And yet, with so much up for grabs right now, your generation also has more power than most to upend the way things have always been done and reshape the world in your own image.

My daughters are only a couple years older than you are. And what I’ve found in your generation is that you actually believe the better lessons your parents and teachers taught you, even when we don’t always live up to those lessons ourselves. You’re more open to people’s differences. You’re less rigid in your thinking about people needing to be a certain way, or having to move through the world a certain way, or how we should measure success. To pick a more concrete example, I think the protests we saw this summer embodied that more expansive moral imagination. White suburban kids, for example, could look at what happened to George Floyd and say, that’s wrong, that’s not the country I want us to be, and I want to do something about it.

Whether it’s social justice or rethinking the economy or really figuring out climate change, I find young people to be both idealistic and impatient. The question is, especially when your generation processes and shares information in far different ways than others, how do we harness those impulses and translate it into actual policy and institutional change without allowing the sometimes slow and frustrating mechanisms of democracy grind down those impulses?

I had to figure all that out myself when I was your age. Your very question places you a few years ahead of where I was. I start my book as a young person, just a mixed-race kid without wealth or power in America, specifically to show you that the presidency wasn’t some kind of birthright for me, or that I was good at everything. I just hitched my wagon to something bigger. If I can make a difference, so can you.

Part of the theme of this book is this contest of ideas between two visions: a vision that says that, for all our differences, we share a common humanity, and it is possible for us, in a multiracial, multiethnic country and world, to see each other, understand each other, respect each other, and work towards progress together. In the scope of human history, this vision is new. This idea that everybody has rights, and everybody’s voice is equal, and together, we can do great things with our democracy – it’s still an experiment. It’s still fragile. But there’s also an older, contrasting vision that says we’re just a collection of tribes, inevitably at war, and it’s all a zero-sum game with winners and losers in hierarchies of power and subjugation.

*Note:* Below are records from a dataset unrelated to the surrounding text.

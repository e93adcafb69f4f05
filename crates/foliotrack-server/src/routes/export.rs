use std::borrow::Cow;
use std::sync::Arc;

use axum::{
    body::{Body, Bytes},
    extract::State,
    http::{header, StatusCode},
    response::Response,
};

use foliotrack_core::visit::VisitRecord;

use crate::{error::AppError, state::AppState};

/// Download name of the exported log.
const EXPORT_FILENAME: &str = "visitor-logs.csv";

/// Header row, in column order of the visit log.
const EXPORT_COLUMNS: [&str; 15] = [
    "timestamp",
    "visitorId",
    "ip",
    "country",
    "region",
    "city",
    "timezone",
    "isp",
    "userAgent",
    "referrer",
    "latitude",
    "longitude",
    "source",
    "status",
    "path",
];

/// `GET /api/admin/analytics/export`: the raw visit log as CSV.
///
/// Rows come back in append order. Response: `Content-Type: text/csv` with
/// `Content-Disposition: attachment`.
#[tracing::instrument(skip(state))]
pub async fn export_visits(State(state): State<Arc<AppState>>) -> Result<Response, AppError> {
    let visits = state
        .store
        .read_all_visits()
        .await
        .map_err(AppError::Internal)?;

    let csv_bytes = build_csv(&visits).map_err(AppError::Internal)?;
    tracing::info!(rows = visits.len(), "Visit log exported");

    build_csv_response(EXPORT_FILENAME, Bytes::from(csv_bytes))
}

/// Sanitize a CSV field value against formula injection.
///
/// Spreadsheet apps interpret values that begin with `=`, `+`, `-`, `@`, TAB,
/// or CR as formula expressions. A leading single quote (`'`) makes them treat
/// the value as a literal string.
fn sanitize_csv_field(val: &str) -> Cow<'_, str> {
    if val.starts_with(['=', '+', '-', '@', '\t', '\r']) {
        Cow::Owned(format!("'{val}"))
    } else {
        Cow::Borrowed(val)
    }
}

fn record_fields(v: &VisitRecord) -> [&str; 15] {
    [
        v.timestamp.as_str(),
        v.visitor_id.as_str(),
        v.ip.as_str(),
        v.country.as_str(),
        v.region.as_str(),
        v.city.as_str(),
        v.timezone.as_str(),
        v.isp.as_str(),
        v.user_agent.as_str(),
        v.referrer.as_str(),
        v.latitude.as_str(),
        v.longitude.as_str(),
        v.source.as_str(),
        v.status.as_str(),
        v.path.as_str(),
    ]
}

fn build_csv(visits: &[VisitRecord]) -> anyhow::Result<Vec<u8>> {
    let mut wtr = csv::Writer::from_writer(Vec::with_capacity(visits.len().saturating_mul(256)));

    wtr.write_record(EXPORT_COLUMNS)
        .map_err(|e| anyhow::anyhow!("csv write_record failed: {e}"))?;

    for visit in visits {
        let fields = record_fields(visit).map(sanitize_csv_field);
        wtr.write_record(fields.iter().map(|f| f.as_bytes()))
            .map_err(|e| anyhow::anyhow!("csv write_record failed: {e}"))?;
    }

    wtr.into_inner()
        .map_err(|e| anyhow::anyhow!("csv flush failed: {e}"))
}

fn build_csv_response(filename: &str, csv_bytes: Bytes) -> Result<Response, AppError> {
    Response::builder()
        .status(StatusCode::OK)
        .header(header::CONTENT_TYPE, "text/csv; charset=utf-8")
        .header(
            header::CONTENT_DISPOSITION,
            format!("attachment; filename=\"{filename}\""),
        )
        .body(Body::from(csv_bytes))
        .map_err(|e| AppError::Internal(anyhow::anyhow!(e)))
}

#[cfg(test)]
mod tests {
    use super::*;

    #[test]
    fn formula_prefixes_are_quoted() {
        assert_eq!(sanitize_csv_field("=SUM(A1)"), "'=SUM(A1)");
        assert_eq!(sanitize_csv_field("+31 20"), "'+31 20");
        assert_eq!(sanitize_csv_field("-4.90"), "'-4.90");
        assert_eq!(sanitize_csv_field("@cmd"), "'@cmd");
        assert_eq!(sanitize_csv_field("\tx"), "'\tx");
    }

    #[test]
    fn plain_values_pass_through() {
        assert!(matches!(sanitize_csv_field("/projects/x"), Cow::Borrowed(_)));
        assert_eq!(sanitize_csv_field(""), "");
    }

    #[test]
    fn empty_log_exports_header_only() {
        let bytes = build_csv(&[]).expect("csv");
        let text = String::from_utf8(bytes).expect("utf-8");
        assert_eq!(
            text,
            "timestamp,visitorId,ip,country,region,city,timezone,isp,userAgent,referrer,\
             latitude,longitude,source,status,path\n"
        );
    }
}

And these contrasting visions are clashing with each other right now, not just in America, but around the world.

Your generation is going to have to decide which way the world goes. I want you to know that it’s within your power to create a better world, and that governments aren’t distant systems that are imposed upon you, they’re systems that you have the agency to control and shape if you’re willing to dive in and keep at it.

More than anything, I wrote this book as an invitation for you not only to imagine a better world – but to build it yourselves.(less)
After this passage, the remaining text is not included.